This proposal is to develop new tools to optimize population drug modeling and individualized therapy.
Aim 1 will develop new methods for consistent and efficient parametric population modeling using low -discrepancy Faure integration methods.
Aim 2 will develop new methods for determining confidence intervals for nonparametric population analysis using profile likelihood techniques.
Aim 3 develops a new approach to stochastic dosage optimization using the latest sampling-based methods in nonlinear filtering and a novel method for solving the Bellman stochastic dynamic programming equations. This work will have a broad impact on population modeling and patient care. Most researchers and clinicians now use parametric (P) methods which are not statistically consistent. Much effort is spent on clinical ananlyses using those flawed methods. The new consistent and efficient P method in Aim 1 will be a major advance that will put maximum likelihood P population modeling on a sound statistical footing. Nonparametric (NP) methods of population analysis are also consistent. They can in addition handle mixture distributions from genetically polymorphic populations, and are suitable for """"""""multiple model"""""""" (MM) optimal dosage design. However, computationally intensive bootstrap methods are the only current way to obtain NP confidence intervals.

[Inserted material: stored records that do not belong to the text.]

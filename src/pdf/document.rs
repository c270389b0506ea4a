use lopdf::{Dictionary, Document, Object, ObjectId, StringFormat};
use std::collections::HashSet;
use std::path::Path;

use super::{PdfError, Rotation};

pub struct PdfDocument {
    pub doc: Document,
    #[allow(dead_code)]
    pub path: String,
}

impl PdfDocument {
    pub fn open<P: AsRef<Path>>(path: P) -> Result<Self, PdfError> {
        let path_str = path.as_ref().display().to_string();
        let doc = Document::load(&path).map_err(|source| PdfError::Load {
            path: path_str.clone(),
            source,
        })?;
        Ok(PdfDocument {
            doc,
            path: path_str,
        })
    }

    pub fn page_count(&self) -> u32 {
        self.doc.get_pages().len() as u32
    }

    /// Get metadata from the document info dictionary
    pub fn get_info(&self) -> PdfInfo {
        let mut info = PdfInfo::default();

        if let Some(dict) = self.info_dict() {
            info.title = get_string_from_dict(dict, b"Title");
            info.author = get_string_from_dict(dict, b"Author");
            info.subject = get_string_from_dict(dict, b"Subject");
            info.keywords = get_string_from_dict(dict, b"Keywords");
            info.creator = get_string_from_dict(dict, b"Creator");
            info.producer = get_string_from_dict(dict, b"Producer");
            info.creation_date = get_string_from_dict(dict, b"CreationDate");
            info.mod_date = get_string_from_dict(dict, b"ModDate");
        }

        info.page_count = self.page_count();
        info
    }

    /// Every entry of the info dictionary in order, including non-standard
    /// keys, for raw metadata display.
    pub fn info_entries(&self) -> Vec<(String, String)> {
        let Some(dict) = self.info_dict() else {
            return Vec::new();
        };
        dict.iter()
            .map(|(key, value)| {
                let key = String::from_utf8_lossy(key).into_owned();
                let value = match value {
                    Object::String(bytes, _) => {
                        decode_pdf_string(bytes).unwrap_or_else(|| format!("{:?}", value))
                    }
                    other => format!("{:?}", other),
                };
                (key, value)
            })
            .collect()
    }

    /// Merge the provided fields into the info dictionary, creating it if
    /// the document has none. Entries not named by `update` are preserved.
    pub fn set_info(&mut self, update: &MetadataUpdate) {
        let mut dict = match self.info_dict() {
            Some(existing) => existing.clone(),
            None => Dictionary::new(),
        };

        for (key, value) in [
            (b"Title".as_slice(), &update.title),
            (b"Author".as_slice(), &update.author),
            (b"Subject".as_slice(), &update.subject),
            (b"Keywords".as_slice(), &update.keywords),
        ] {
            if let Some(value) = value {
                dict.set(key, encode_pdf_string(value));
            }
        }

        let info_id = self.doc.add_object(Object::Dictionary(dict));
        self.doc.trailer.set("Info", Object::Reference(info_id));
    }

    /// Extract the given 1-based pages into a new document, preserving the
    /// original. Callers pass in-bounds page numbers only.
    pub fn extract_pages(&self, page_numbers: &[u32]) -> Result<Document, PdfError> {
        let keep: HashSet<u32> = page_numbers.iter().copied().collect();
        let total = self.page_count();

        let pages_to_delete: Vec<u32> = (1..=total).filter(|n| !keep.contains(n)).collect();

        let mut new_doc = self.doc.clone();
        if !pages_to_delete.is_empty() {
            new_doc.delete_pages(&pages_to_delete);
        }

        // Drop resources only the deleted pages referenced
        new_doc.prune_objects();
        new_doc.compress();

        Ok(new_doc)
    }

    /// Rotate the given 1-based pages in place, adding to any rotation the
    /// page already carries.
    pub fn rotate_pages(
        &mut self,
        page_numbers: &[u32],
        rotation: Rotation,
    ) -> Result<(), PdfError> {
        let pages = self.doc.get_pages();
        let ids: Vec<ObjectId> = page_numbers
            .iter()
            .filter_map(|n| pages.get(n).copied())
            .collect();

        for page_id in ids {
            let current = self.page_rotation(page_id);
            let new_rotation = (current + rotation.degrees()).rem_euclid(360);
            let dict = self.doc.get_dictionary_mut(page_id).map_err(|e| {
                PdfError::Malformed(format!("cannot access page dictionary: {}", e))
            })?;
            dict.set("Rotate", Object::Integer(new_rotation));
        }
        Ok(())
    }

    /// Save to a file, creating parent directories as needed
    pub fn save<P: AsRef<Path>>(doc: &mut Document, path: P) -> Result<(), PdfError> {
        let path = path.as_ref();
        if let Some(parent) = path.parent() {
            if !parent.as_os_str().is_empty() {
                std::fs::create_dir_all(parent).map_err(|e| {
                    PdfError::Malformed(format!(
                        "cannot create output directory {}: {}",
                        parent.display(),
                        e
                    ))
                })?;
            }
        }
        doc.save(path).map_err(|source| PdfError::Save {
            path: path.display().to_string(),
            source: lopdf::Error::IO(source),
        })?;
        Ok(())
    }

    fn info_dict(&self) -> Option<&Dictionary> {
        match self.doc.trailer.get(b"Info").ok()? {
            Object::Reference(id) => match self.doc.get_object(*id).ok()? {
                Object::Dictionary(dict) => Some(dict),
                _ => None,
            },
            Object::Dictionary(dict) => Some(dict),
            _ => None,
        }
    }

    /// Effective /Rotate for a page, walking /Parent for inherited values.
    fn page_rotation(&self, page_id: ObjectId) -> i64 {
        let mut current = page_id;
        loop {
            let Ok(dict) = self.doc.get_object(current).and_then(Object::as_dict) else {
                return 0;
            };
            if let Ok(rotate) = dict.get(b"Rotate").and_then(Object::as_i64) {
                return rotate;
            }
            match dict.get(b"Parent").and_then(Object::as_reference) {
                Ok(parent) => current = parent,
                Err(_) => return 0,
            }
        }
    }
}

#[derive(Debug, Default, Clone)]
pub struct PdfInfo {
    pub title: Option<String>,
    pub author: Option<String>,
    pub subject: Option<String>,
    pub keywords: Option<String>,
    pub creator: Option<String>,
    pub producer: Option<String>,
    pub creation_date: Option<String>,
    pub mod_date: Option<String>,
    pub page_count: u32,
}

#[derive(Debug, Default, Clone)]
pub struct MetadataUpdate {
    pub title: Option<String>,
    pub author: Option<String>,
    pub subject: Option<String>,
    pub keywords: Option<String>,
}

impl MetadataUpdate {
    pub fn is_empty(&self) -> bool {
        self.title.is_none()
            && self.author.is_none()
            && self.subject.is_none()
            && self.keywords.is_none()
    }
}

fn get_string_from_dict(dict: &Dictionary, key: &[u8]) -> Option<String> {
    dict.get(key).ok().and_then(|obj| match obj {
        Object::String(bytes, _) => decode_pdf_string(bytes),
        _ => None,
    })
}

fn decode_pdf_string(bytes: &[u8]) -> Option<String> {
    // Check for UTF-16 BOM
    if bytes.len() >= 2 && bytes[0] == 0xFE && bytes[1] == 0xFF {
        // UTF-16 BE
        let u16_chars: Vec<u16> = bytes[2..]
            .chunks(2)
            .filter_map(|chunk| {
                if chunk.len() == 2 {
                    Some(u16::from_be_bytes([chunk[0], chunk[1]]))
                } else {
                    None
                }
            })
            .collect();
        String::from_utf16(&u16_chars).ok()
    } else {
        // Try as Latin-1 / PDFDocEncoding (simplified)
        Some(bytes.iter().map(|&b| b as char).collect())
    }
}

/// Write-side mirror of decode_pdf_string: plain ASCII stays literal,
/// anything else becomes UTF-16 BE with a BOM.
fn encode_pdf_string(text: &str) -> Object {
    if text.is_ascii() {
        Object::String(text.as_bytes().to_vec(), StringFormat::Literal)
    } else {
        let mut bytes = vec![0xFE, 0xFF];
        for unit in text.encode_utf16() {
            bytes.extend_from_slice(&unit.to_be_bytes());
        }
        Object::String(bytes, StringFormat::Literal)
    }
}

#[cfg(test)]
mod tests {
    use super::*;
    use crate::pdf::fixtures::create_test_pdf;

    fn wrap(doc: Document) -> PdfDocument {
        PdfDocument {
            doc,
            path: "test.pdf".to_string(),
        }
    }

    #[test]
    fn test_page_count() {
        let doc = wrap(create_test_pdf(5));
        assert_eq!(doc.page_count(), 5);
    }

    #[test]
    fn test_extract_pages_keeps_selection() {
        let doc = wrap(create_test_pdf(5));
        let extracted = doc.extract_pages(&[2, 4]).unwrap();
        assert_eq!(extracted.get_pages().len(), 2);
        // Original untouched
        assert_eq!(doc.page_count(), 5);
    }

    #[test]
    fn test_extract_single_page() {
        let doc = wrap(create_test_pdf(3));
        let extracted = doc.extract_pages(&[1]).unwrap();
        assert_eq!(extracted.get_pages().len(), 1);
    }

    #[test]
    fn test_rotate_sets_rotate_key() {
        let mut doc = wrap(create_test_pdf(3));
        doc.rotate_pages(&[2], Rotation::Right).unwrap();

        let pages = doc.doc.get_pages();
        let rotated = doc.doc.get_dictionary(pages[&2]).unwrap();
        assert_eq!(rotated.get(b"Rotate").unwrap().as_i64().unwrap(), 90);

        // Unselected pages stay unrotated
        let untouched = doc.doc.get_dictionary(pages[&1]).unwrap();
        assert!(untouched.get(b"Rotate").is_err());
    }

    #[test]
    fn test_rotate_accumulates_and_wraps() {
        let mut doc = wrap(create_test_pdf(1));
        doc.rotate_pages(&[1], Rotation::Left).unwrap();
        doc.rotate_pages(&[1], Rotation::Down).unwrap();

        let pages = doc.doc.get_pages();
        let dict = doc.doc.get_dictionary(pages[&1]).unwrap();
        // 270 + 180 = 450 -> 90
        assert_eq!(dict.get(b"Rotate").unwrap().as_i64().unwrap(), 90);
    }

    #[test]
    fn test_set_info_then_get_info() {
        let mut doc = wrap(create_test_pdf(2));
        doc.set_info(&MetadataUpdate {
            title: Some("Quarterly Report".to_string()),
            author: Some("Bureau".to_string()),
            ..Default::default()
        });

        let info = doc.get_info();
        assert_eq!(info.title.as_deref(), Some("Quarterly Report"));
        assert_eq!(info.author.as_deref(), Some("Bureau"));
        assert_eq!(info.subject, None);
        assert_eq!(info.page_count, 2);
    }

    #[test]
    fn test_set_info_preserves_existing_fields() {
        let mut doc = wrap(create_test_pdf(1));
        doc.set_info(&MetadataUpdate {
            title: Some("First".to_string()),
            author: Some("Original Author".to_string()),
            ..Default::default()
        });
        doc.set_info(&MetadataUpdate {
            title: Some("Second".to_string()),
            ..Default::default()
        });

        let info = doc.get_info();
        assert_eq!(info.title.as_deref(), Some("Second"));
        assert_eq!(info.author.as_deref(), Some("Original Author"));
    }

    #[test]
    fn test_info_entries_lists_all_keys() {
        let mut doc = wrap(create_test_pdf(1));
        doc.set_info(&MetadataUpdate {
            title: Some("T".to_string()),
            keywords: Some("k1, k2".to_string()),
            ..Default::default()
        });

        let entries = doc.info_entries();
        assert!(entries.iter().any(|(k, v)| k == "Title" && v == "T"));
        assert!(entries
            .iter()
            .any(|(k, v)| k == "Keywords" && v == "k1, k2"));
    }

    #[test]
    fn test_unicode_metadata_round_trip() {
        let mut doc = wrap(create_test_pdf(1));
        doc.set_info(&MetadataUpdate {
            title: Some("Résumé, naïve".to_string()),
            ..Default::default()
        });
        assert_eq!(doc.get_info().title.as_deref(), Some("Résumé, naïve"));
    }
}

Aim 2 will provide a new, more efficient, route to these intervals. Then both P and NP consistent methods will be available to the health care community. NP population modeling is a tool for optimal MM design of coordinated combination dosage regimens of toxic drugs for treatment of AIDS, cancer, infectious diseases, and transplant patients. This, plus feedback from serum, effect, and toxicity measurements can now be combined into a new and unique paradigm for planning and optimizing the entire process of learning about drug behavior in patients while treating them at the same time. This is Aim 3. Such a tool does not exist at present, to our kowledge. For any planned duration of therapy, one will be able to coordinate both the amounts and timing of the doses, and the number and timing of the measurements. The result will be an active therapeutic strategy which achieves desired target goals with optimal precision, rehearsing many future scenarios in advance (this is new). In all three Aims, the end product will be widely disseminated software with user interfaces for research and clinical use.